Sigue su curso, cuento y recuento. El tiempo narrativo va y viene. Espacios para la guerra y la paz: en el otrora campo de batalla y en el ahora campo del hogar. La familia, la confesión de la mujer reviste carácter global porque el espíritu de la época era monacal, apegado al poder de la Iglesia. Al atavismo católico. Y por eso la guerra. Una guerra que se corporiza en esta novela, El amor fingido del comandante Antúnez, publicada por la editorial Norma Books en Zaragoza, España.

Y sigue su curso en las figuras de los Aliados y en la de los fascistas. En los vivos y los muertos. En Franco, Mola, Sanjurjo, Primo de Rivera, etc. Y sigue su curso en el final de la obra, cuando Leopoldo María de la Cruz de Amberes y Esperanza del Mar viven de nuevo, desde la imaginación del autor, la vida que pudo haberles tocado vivir sin la guerra.
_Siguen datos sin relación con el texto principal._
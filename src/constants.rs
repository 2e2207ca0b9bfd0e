//! Application-wide constants for notes-rs.
//!
//! Centralizes all magic numbers and configuration values to improve maintainability
//! and make the codebase self-documenting.

use std::time::Duration;

// ============================================================================
// Application Identity
// ============================================================================

/// GTK Application ID following reverse-DNS convention.
pub const APP_ID: &str = "com.github.notes-rs";

/// Application name displayed in the main window title.
pub const APP_NAME: &str = "Note Taker";

/// Directory name used under the user config directory.
pub const CONFIG_DIR_NAME: &str = "notes-rs";

// ============================================================================
// Window Configuration
// ============================================================================

pub const MAIN_WINDOW_WIDTH: i32 = 400;
pub const MAIN_WINDOW_HEIGHT: i32 = 200;

pub const EDITOR_WINDOW_WIDTH: i32 = 700;
pub const EDITOR_WINDOW_HEIGHT: i32 = 500;

/// Prefix of every editor window title.
pub const EDITOR_TITLE_PREFIX: &str = "Note Editor";

// ============================================================================
// Note Storage
// ============================================================================

/// Name of the notes directory created under the user's documents folder.
pub const NOTES_DIR_NAME: &str = "my_notes";

/// Extension enforced on every saved note.
pub const NOTE_EXTENSION: &str = "txt";

/// Stem used when title generation fails.
pub const DEFAULT_NOTE_TITLE: &str = "untitled_note";

/// Prefix for timestamp-derived stems (`note_20240131_235959`).
pub const TIMESTAMP_STEM_PREFIX: &str = "note";

/// strftime pattern for timestamp-derived stems.
pub const TIMESTAMP_FORMAT: &str = "%Y%m%d_%H%M%S";

/// Upper bound on `_N` suffixes tried before giving up on a free file name.
pub const MAX_NAME_ATTEMPTS: u32 = 10_000;

/// Maximum length of a sanitized title stem, in characters.
pub const MAX_TITLE_CHARS: usize = 64;

// ============================================================================
// Title Generation
// ============================================================================

/// HTTP request timeout for title generation.
pub const AI_REQUEST_TIMEOUT: Duration = Duration::from_secs(60);

/// Low temperature keeps titles short and stable.
pub const AI_TEMPERATURE: f32 = 0.2;

pub const GEMINI_BASE_URL: &str = "https://generativelanguage.googleapis.com/v1beta";
pub const GEMINI_DEFAULT_MODEL: &str = "gemini-2.0-flash";
pub const GEMINI_API_KEY_ENV: &str = "GEMINI_API_KEY";

/// Value shipped in sample configs; treated the same as a missing key.
pub const API_KEY_PLACEHOLDER: &str = "YOUR_GEMINI_API_KEY";

pub const OLLAMA_BASE_URL: &str = "http://localhost:11434";
pub const OLLAMA_DEFAULT_MODEL: &str = "qwen2.5:0.5b";

pub const OPENAI_BASE_URL: &str = "https://api.openai.com/v1";
pub const OPENAI_DEFAULT_MODEL: &str = "gpt-4o-mini";
pub const OPENAI_API_KEY_ENV: &str = "OPENAI_API_KEY";

/// Instruction sent ahead of the note body when asking for a title.
pub const TITLE_PROMPT: &str = "Your task is to create a title for these notes, following the word-word format. \
This means the title should consist of two words separated by a hyphen. \
For example, a grocery list might be grocery-list, while someone's dream journal might be dream-journal. \
Generate a title that accurately reflects the content of the notes. \
Only respond with the title of the notes. Notes: ";
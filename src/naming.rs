//! File name derivation for new notes.

use crate::constants::{MAX_TITLE_CHARS, NOTE_EXTENSION, TIMESTAMP_FORMAT, TIMESTAMP_STEM_PREFIX};
use anyhow::Result;
use regex::Regex;
use std::sync::OnceLock;

fn disallowed_regex() -> &'static Regex {
    static DISALLOWED_REGEX: OnceLock<Regex> = OnceLock::new();
    DISALLOWED_REGEX.get_or_init(|| Regex::new(r"[^a-z0-9_-]").unwrap())
}

fn dash_run_regex() -> &'static Regex {
    static DASH_RUN_REGEX: OnceLock<Regex> = OnceLock::new();
    DASH_RUN_REGEX.get_or_init(|| Regex::new(r"-{2,}").unwrap())
}

/// Turns free text from a title provider into a safe filename stem.
///
/// The result may be empty when nothing usable survives; callers pick a
/// fallback in that case.
pub fn sanitize_title(raw: &str) -> String {
    // Providers sometimes return the escaped sequence rather than a newline.
    let unescaped = raw.replace("\\n", "");
    let trimmed = unescaped
        .trim()
        .trim_matches(|c| c == '"' || c == '\'' || c == '`' || c == '*')
        .trim()
        .to_lowercase();

    let dashed = trimmed.split_whitespace().collect::<Vec<_>>().join("-");
    let cleaned = disallowed_regex().replace_all(&dashed, "");
    let collapsed = dash_run_regex().replace_all(&cleaned, "-");

    let stem: String = collapsed
        .trim_matches(|c| c == '-' || c == '_')
        .chars()
        .take(MAX_TITLE_CHARS)
        .collect();

    stem.trim_end_matches(|c| c == '-' || c == '_').to_string()
}

/// `note_YYYYMMDD_HHMMSS` for the given moment.
pub fn timestamp_stem(now: &glib::DateTime) -> Result<String> {
    let stamp = now.format(TIMESTAMP_FORMAT)?;
    Ok(format!("{}_{}", TIMESTAMP_STEM_PREFIX, stamp))
}

/// Timestamp stem for the current local time.
pub fn current_timestamp_stem() -> Result<String> {
    let now = glib::DateTime::now_local()?;
    timestamp_stem(&now)
}

/// File name for the `attempt`-th try: `stem.txt`, then `stem_1.txt`, `stem_2.txt`, ...
pub fn candidate_name(stem: &str, attempt: u32) -> String {
    if attempt == 0 {
        format!("{}.{}", stem, NOTE_EXTENSION)
    } else {
        format!("{}_{}.{}", stem, attempt, NOTE_EXTENSION)
    }
}

#[cfg(test)]
mod tests {
    use super::*;

    #[test]
    fn test_sanitize_title_plain() {
        assert_eq!(sanitize_title("grocery-list"), "grocery-list");
    }

    #[test]
    fn test_sanitize_title_strips_newlines_and_whitespace() {
        assert_eq!(sanitize_title("  dream-journal\\n"), "dream-journal");
        assert_eq!(sanitize_title("dream-journal\n"), "dream-journal");
    }

    #[test]
    fn test_sanitize_title_drops_escaped_newline_sequence() {
        assert_eq!(sanitize_title("dream\\njournal"), "dreamjournal");
    }

    #[test]
    fn test_sanitize_title_lowercases_and_dashes_spaces() {
        assert_eq!(sanitize_title("Meeting Notes"), "meeting-notes");
        assert_eq!(sanitize_title("\"Trip   Plan\""), "trip-plan");
    }

    #[test]
    fn test_sanitize_title_removes_path_characters() {
        assert_eq!(sanitize_title("../../etc/passwd"), "etcpasswd");
        assert_eq!(sanitize_title("a/b\\c:d*e?"), "abcde");
    }

    #[test]
    fn test_sanitize_title_collapses_and_trims_dashes() {
        assert_eq!(sanitize_title("-- budget -- review --"), "budget-review");
        assert_eq!(sanitize_title("_work_log_"), "work_log");
    }

    #[test]
    fn test_sanitize_title_can_be_empty() {
        assert_eq!(sanitize_title(""), "");
        assert_eq!(sanitize_title("  ?!  "), "");
        assert_eq!(sanitize_title("日記"), "");
    }

    #[test]
    fn test_sanitize_title_caps_length() {
        let long = "a".repeat(200);
        assert_eq!(sanitize_title(&long).chars().count(), MAX_TITLE_CHARS);

        let dash_at_cut = format!("{}-b", "a".repeat(MAX_TITLE_CHARS - 1));
        assert_eq!(sanitize_title(&dash_at_cut), "a".repeat(MAX_TITLE_CHARS - 1));
    }

    #[test]
    fn test_timestamp_stem_format() {
        let tz = glib::TimeZone::utc();
        let moment = glib::DateTime::new(&tz, 2024, 1, 31, 23, 59, 58.0).unwrap();
        assert_eq!(timestamp_stem(&moment).unwrap(), "note_20240131_235958");
    }

    #[test]
    fn test_current_timestamp_stem_shape() {
        let stem = current_timestamp_stem().unwrap();
        assert!(stem.starts_with("note_"));
        assert_eq!(stem.len(), "note_YYYYMMDD_HHMMSS".len());
    }

    #[test]
    fn test_candidate_name() {
        assert_eq!(candidate_name("todo", 0), "todo.txt");
        assert_eq!(candidate_name("todo", 1), "todo_1.txt");
        assert_eq!(candidate_name("todo", 12), "todo_12.txt");
    }
}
Es decir, sin Antúnez cerca de su cuerpo, pero sí en su conciencia.

Esta es una pieza literaria donde múltiples personajes se mueven con la precisión con que los construyó su autor: P. G. de la Cruz narra con ánimo, su elegancia se vierte en el uso de un castellano sin ambigüedades, próximo al alma de los relatos acerca de ese tramo terrible de su país. Es decir, apegado a lo que le exige la pasión de una etapa que no termina de contarse, que continúa en la medida en que aparezcan más protagonistas y testigos de aquella locura que sacudió al resto del mundo por la crudeza de los eventos de una guerra que aún sigue en la memoria de los que no terminan de morir.
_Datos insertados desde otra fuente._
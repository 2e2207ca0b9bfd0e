use crate::config::AppConfig;
use crate::save::SaveMode;
use crate::state::AppState;
use adw::prelude::*;
use adw::{ActionRow, PreferencesGroup, PreferencesPage, PreferencesWindow};
use gtk4::{glib, DropDown, Entry, PasswordEntry, StringList};
use std::cell::{Cell, RefCell};
use std::path::PathBuf;
use std::rc::Rc;

pub fn show_settings(parent: &gtk4::Window, state: Rc<RefCell<AppState>>) {
    let window = PreferencesWindow::builder()
        .transient_for(parent)
        .modal(true)
        .title("Settings")
        .default_width(500)
        .build();

    let config = state.borrow().config.clone();

    let page = PreferencesPage::new();
    page.set_title("Saving");
    page.set_icon_name(Some("document-save-symbolic"));
    window.add(&page);

    let save_group = PreferencesGroup::new();
    save_group.set_title("New Notes");
    save_group.set_description(Some("Existing notes are always saved back to their own file"));
    page.add(&save_group);

    let mode_labels = StringList::new(
        SaveMode::ALL
            .iter()
            .map(|m| m.label())
            .collect::<Vec<_>>()
            .as_slice(),
    );
    let mode_row = ActionRow::builder()
        .title("Save Mode")
        .subtitle("How new notes get their file name")
        .build();
    let mode_dropdown = DropDown::builder()
        .model(&mode_labels)
        .valign(gtk4::Align::Center)
        .build();
    let current_mode = SaveMode::ALL
        .iter()
        .position(|m| *m == config.save_mode)
        .unwrap_or(0);
    mode_dropdown.set_selected(current_mode as u32);
    mode_row.add_suffix(&mode_dropdown);
    save_group.add(&mode_row);

    let dir_row = ActionRow::builder()
        .title("Notes Directory")
        .subtitle("Where timestamped and titled notes are written")
        .build();
    let dir_entry = Entry::builder()
        .valign(gtk4::Align::Center)
        .hexpand(true)
        .text(&*config.notes_dir.to_string_lossy())
        .build();
    dir_row.add_suffix(&dir_entry);
    save_group.add(&dir_row);

    let page_ai = PreferencesPage::new();
    page_ai.set_title("Title Generation");
    page_ai.set_icon_name(Some("starred-symbolic"));
    window.add(&page_ai);

    let group = PreferencesGroup::new();
    group.set_title("Provider Settings");
    group.set_description(Some("Configure the service that names your notes"));
    page_ai.add(&group);

    let provider_names: Vec<String> = config.providers.iter().map(|p| p.name.clone()).collect();
    let provider_list = StringList::new(
        provider_names
            .iter()
            .map(|s| s.as_str())
            .collect::<Vec<_>>()
            .as_slice(),
    );

    let provider_row = ActionRow::builder()
        .title("Active Provider")
        .subtitle("Select which AI service to use")
        .build();
    let provider_dropdown = DropDown::builder()
        .model(&provider_list)
        .valign(gtk4::Align::Center)
        .build();
    let current_index = config
        .providers
        .iter()
        .position(|p| p.name == config.active_provider)
        .unwrap_or(0);
    provider_dropdown.set_selected(current_index as u32);
    provider_row.add_suffix(&provider_dropdown);
    group.add(&provider_row);

    let api_key_row = ActionRow::builder()
        .title("API Key")
        .subtitle("Used when the provider's environment variable is unset")
        .build();
    let api_key_entry = PasswordEntry::builder()
        .valign(gtk4::Align::Center)
        .hexpand(true)
        .build();
    api_key_row.add_suffix(&api_key_entry);
    group.add(&api_key_row);

    let url_row = ActionRow::builder()
        .title("Base URL")
        .subtitle("API endpoint for the provider")
        .build();
    let url_entry = Entry::builder()
        .valign(gtk4::Align::Center)
        .hexpand(true)
        .build();
    url_row.add_suffix(&url_entry);
    group.add(&url_row);

    let model_row = ActionRow::builder()
        .title("Model Name")
        .subtitle("Specific model ID (e.g. gemini-2.0-flash)")
        .build();
    let model_entry = Entry::builder()
        .valign(gtk4::Align::Center)
        .hexpand(true)
        .build();
    model_row.add_suffix(&model_entry);
    group.add(&model_row);

    // Provider edits live here until the window closes.
    let draft = Rc::new(RefCell::new(config));
    let shown_provider = Rc::new(Cell::new(provider_dropdown.selected()));

    let load_fields = {
        let api_key_entry = api_key_entry.downgrade();
        let url_entry = url_entry.downgrade();
        let model_entry = model_entry.downgrade();
        let draft = draft.clone();
        move |index: u32| {
            let (Some(api_key_entry), Some(url_entry), Some(model_entry)) =
                (api_key_entry.upgrade(), url_entry.upgrade(), model_entry.upgrade())
            else {
                return;
            };

            if let Some(p) = draft.borrow().providers.get(index as usize) {
                api_key_entry.set_text(p.api_key.as_deref().unwrap_or(""));
                url_entry.set_text(&p.base_url);
                model_entry.set_text(&p.active_model);
            }
        }
    };

    load_fields(shown_provider.get());

    provider_dropdown.connect_selected_notify(glib::clone!(
        #[strong]
        draft,
        #[strong]
        shown_provider,
        #[weak]
        api_key_entry,
        #[weak]
        url_entry,
        #[weak]
        model_entry,
        move |dropdown| {
            apply_provider_edits(
                &mut draft.borrow_mut(),
                shown_provider.get() as usize,
                &api_key_entry.text(),
                &url_entry.text(),
                &model_entry.text(),
            );
            shown_provider.set(dropdown.selected());
            load_fields(dropdown.selected());
        }
    ));

    window.connect_close_request(glib::clone!(
        #[strong]
        state,
        #[strong]
        draft,
        #[strong]
        mode_dropdown,
        #[strong]
        dir_entry,
        #[strong]
        provider_dropdown,
        #[strong]
        api_key_entry,
        #[strong]
        url_entry,
        #[strong]
        model_entry,
        move |_| {
            let mut config = draft.borrow().clone();

            if let Some(mode) = SaveMode::ALL.get(mode_dropdown.selected() as usize) {
                config.save_mode = *mode;
            }

            let dir = dir_entry.text().trim().to_string();
            if !dir.is_empty() {
                config.notes_dir = PathBuf::from(dir);
            }

            let selected = provider_dropdown.selected() as usize;
            apply_provider_edits(
                &mut config,
                selected,
                &api_key_entry.text(),
                &url_entry.text(),
                &model_entry.text(),
            );
            if let Some(p) = config.providers.get(selected) {
                config.active_provider = p.name.clone();
            }

            let mut s = state.borrow_mut();
            s.config = config;
            if let Err(e) = s.config.save() {
                tracing::error!("Failed to save settings: {}", e);
            }
            s.refresh_generator();

            glib::Propagation::Proceed
        }
    ));

    window.present();
}

/// Copies the provider entry fields into `config.providers[index]`.
/// A blank key is stored as unset.
fn apply_provider_edits(
    config: &mut AppConfig,
    index: usize,
    api_key: &str,
    base_url: &str,
    model: &str,
) {
    let Some(p) = config.providers.get_mut(index) else {
        return;
    };
    let key = api_key.trim();
    p.api_key = if key.is_empty() { None } else { Some(key.to_string()) };
    p.base_url = base_url.to_string();
    p.active_model = model.to_string();
}

#[cfg(test)]
mod tests {
    use super::*;

    #[test]
    fn test_edits_survive_switching_providers() {
        let mut config = AppConfig::default();
        assert!(config.providers.len() >= 2);
        let first = config.providers[0].clone();

        apply_provider_edits(&mut config, 0, " my-key ", "http://localhost:1234", "custom-model");
        // the second provider is written back unchanged when switching again
        let second = config.providers[1].clone();
        apply_provider_edits(
            &mut config,
            1,
            second.api_key.as_deref().unwrap_or(""),
            &second.base_url,
            &second.active_model,
        );

        let p = &config.providers[0];
        assert_eq!(p.name, first.name);
        assert_eq!(p.api_key.as_deref(), Some("my-key"));
        assert_eq!(p.base_url, "http://localhost:1234");
        assert_eq!(p.active_model, "custom-model");
        assert_eq!(config.providers[1], second);
    }

    #[test]
    fn test_blank_key_is_unset() {
        let mut config = AppConfig::default();
        apply_provider_edits(&mut config, 0, "   ", "u", "m");
        assert_eq!(config.providers[0].api_key, None);
    }

    #[test]
    fn test_out_of_range_index_is_ignored() {
        let mut config = AppConfig::default();
        let before = config.clone();
        apply_provider_edits(&mut config, 99, "k", "u", "m");
        assert_eq!(config, before);
    }
}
La vuelta a un comienzo: una fecha, 24 de enero de 1955, cuando Aurorita cumplió los diecisiete años y le regalaron el perro, el mastín, la metáfora del otro “pecado”, al que bautizó con el nombre de Lenin. “Desde ese día el diablo entró en su casa y no salió ni para respirar”.

El lector imagina que la historia insiste en permanecer latente, como un cuadro vivo.